Global & Australian Forecasts – August 2012
Global economy slows with softening evident across advanced and emerging economies. Worst risks should be averted and global growth to […]
Global economy slows with softening evident across advanced and emerging economies. Worst risks should be averted and global growth to pick-up slightly in 2013. Australian economy at trend but softening, while confidence helped by Euro-zone comments and lower interest rates. Labour market and orders still soft but activity to hold up sufficiently to circumvent need for further rate cut.
- The global economy is experiencing a broad-based slowdown with both the advanced and emerging economies reporting a softening in growth. Conditions vary between regions with recession in Western Europe, slowdowns in China, India and Brazil and only modest growth in the US. Market hopes for US monetary easing and ECB sovereign bond buying have seen equities rise and risk appetites recover. Monetary policy easing in big emerging market economies like China, India and Brazil and the passing of recession in the UK and Euro-zone should see growth pick-up from 3% this year to 3.4% in 2013.
- Australian economic outlook revised up: GDP forecasts 3.6% in 2012 (RBA 3¾%) but medium term down to 2.9% in 2013 (RBA 2¾-3¼%) (NAB survey implies 2¾% for Q3). Business confidence lifts on supportive comments out of Europe, the passing of carbon tax ‘hurdle’ and lower rates. Conditions weakened across a majority of industries, with particularly sharp declines in retail and wholesale – possibly reflecting unwinding of government compensation payments. Mining investment outlook remains strong despite softer commodity prices. Restructuring likely to maintain upward bias on unemployment in near term and keep consumers cautious.

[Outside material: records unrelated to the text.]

//! HTTP Request Execution
//!
//! This module defines the [`HttpTransport`] seam every endpoint call goes
//! through, and [`ReqwestTransport`], the default implementation that signs
//! requests with the configured bearer token.

use async_trait::async_trait;
use bytes::Bytes;
use futures::stream::{self, BoxStream, StreamExt, TryStreamExt};
use reqwest::header::{HeaderMap, CONTENT_TYPE};
use reqwest::Method;
use std::time::Duration;
use tracing::debug;

use crate::errors::{DropboxError, Result};
use crate::protocol::user_agent;
use crate::types::ClientConfig;

/// Body of an outgoing request
#[derive(Debug, Clone)]
pub enum RequestBody {
    /// No body
    Empty,
    /// `application/x-www-form-urlencoded` parameters
    Form(Vec<(String, String)>),
    /// Raw bytes with an explicit content type
    Raw { data: Bytes, content_type: String },
}

/// An outgoing request, fully addressed
#[derive(Debug, Clone)]
pub struct HttpRequest {
    /// HTTP method
    pub method: Method,
    /// Absolute URL including the query string
    pub url: String,
    /// Request body
    pub body: RequestBody,
}

impl HttpRequest {
    /// A GET request
    pub fn get(url: impl Into<String>) -> Self {
        Self {
            method: Method::GET,
            url: url.into(),
            body: RequestBody::Empty,
        }
    }

    /// A form-encoded POST request
    pub fn post_form(url: impl Into<String>, params: &[(&str, String)]) -> Self {
        Self {
            method: Method::POST,
            url: url.into(),
            body: RequestBody::Form(
                params
                    .iter()
                    .map(|(k, v)| (k.to_string(), v.clone()))
                    .collect(),
            ),
        }
    }

    /// A PUT request carrying raw bytes
    pub fn put_bytes(url: impl Into<String>, data: Bytes) -> Self {
        Self {
            method: Method::PUT,
            url: url.into(),
            body: RequestBody::Raw {
                data,
                content_type: "application/octet-stream".to_string(),
            },
        }
    }
}

/// A response with its body fully read
#[derive(Debug, Clone)]
pub struct HttpResponse {
    /// Status code
    pub status: u16,
    /// Response headers
    pub headers: HeaderMap,
    /// Response body
    pub body: Bytes,
}

/// A response whose body is still being received
pub struct StreamingResponse {
    /// Status code
    pub status: u16,
    /// Response headers
    pub headers: HeaderMap,
    /// Body chunks as they arrive
    pub body: BoxStream<'static, Result<Bytes>>,
}

impl StreamingResponse {
    /// Reads the remaining body into memory
    pub async fn collect(self) -> Result<HttpResponse> {
        let chunks: Vec<Bytes> = self.body.try_collect().await?;
        Ok(HttpResponse {
            status: self.status,
            headers: self.headers,
            body: Bytes::from(chunks.concat()),
        })
    }
}

/// Authenticated request-execution facility
///
/// Network failures must surface as [`DropboxError::Network`] or
/// [`DropboxError::NetworkTimeout`] so the retry policy can recognize them.
/// Any status the server answers with is returned as a response, not an error.
#[async_trait]
pub trait HttpTransport: Send + Sync {
    /// Executes a request and reads the whole body
    async fn execute(&self, request: HttpRequest) -> Result<HttpResponse>;

    /// Executes a request, handing the body back as a stream
    ///
    /// The default buffers through [`HttpTransport::execute`].
    async fn execute_streaming(&self, request: HttpRequest) -> Result<StreamingResponse> {
        let response = self.execute(request).await?;
        Ok(StreamingResponse {
            status: response.status,
            headers: response.headers,
            body: stream::once(async move { Ok(response.body) }).boxed(),
        })
    }
}

/// [`HttpTransport`] backed by a pooled `reqwest` client
#[derive(Clone)]
pub struct ReqwestTransport {
    http: reqwest::Client,
    access_token: String,
}

impl ReqwestTransport {
    /// Creates a transport using the timeouts and identity from `config`
    pub fn new(config: &ClientConfig) -> Result<Self> {
        let http = reqwest::Client::builder()
            .connect_timeout(Duration::from_millis(config.connect_timeout))
            .read_timeout(Duration::from_millis(config.network_timeout))
            .user_agent(user_agent(&config.client_identifier))
            .build()
            .map_err(|e| DropboxError::Config(format!("cannot build HTTP client: {}", e)))?;

        Ok(Self {
            http,
            access_token: config.access_token.clone(),
        })
    }

    async fn send(&self, request: HttpRequest) -> Result<reqwest::Response> {
        debug!(method = %request.method, url = %request.url, "sending request");

        let mut builder = self
            .http
            .request(request.method, &request.url)
            .bearer_auth(&self.access_token);

        builder = match request.body {
            RequestBody::Empty => builder,
            RequestBody::Form(params) => builder.form(&params),
            RequestBody::Raw { data, content_type } => {
                builder.header(CONTENT_TYPE, content_type).body(data)
            }
        };

        let response = builder.send().await?;
        debug!(status = response.status().as_u16(), url = %request.url, "received response");
        Ok(response)
    }
}

#[async_trait]
impl HttpTransport for ReqwestTransport {
    async fn execute(&self, request: HttpRequest) -> Result<HttpResponse> {
        let url = request.url.clone();
        let response = self.send(request).await?;
        let status = response.status().as_u16();
        let headers = response.headers().clone();
        let body = response
            .bytes()
            .await
            .map_err(|e| DropboxError::from_reqwest(e, url))?;
        Ok(HttpResponse {
            status,
            headers,
            body,
        })
    }

    async fn execute_streaming(&self, request: HttpRequest) -> Result<StreamingResponse> {
        let url = request.url.clone();
        let response = self.send(request).await?;
        let status = response.status().as_u16();
        let headers = response.headers().clone();
        let body = response
            .bytes_stream()
            .map_err(move |e| DropboxError::from_reqwest(e, url.clone()))
            .boxed();
        Ok(StreamingResponse {
            status,
            headers,
            body,
        })
    }
}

- While activity is expected to moderate in coming months, reflecting the government’s fiscal consolidation and a slowing in consumption growth, a near term rate cut now appears unlikely. Underlying inflation at 2.4% in 2012 and 2.8% in 2013 (abstracting from carbon). While weaker than expected growth and higher unemployment could still force a rate cut by years end, on balance we see the RBA as more likely staying on hold until mid-2013. Thereafter, we see rates lifting a touch in the face of rising mining investment, a strengthening labour market and higher inflation.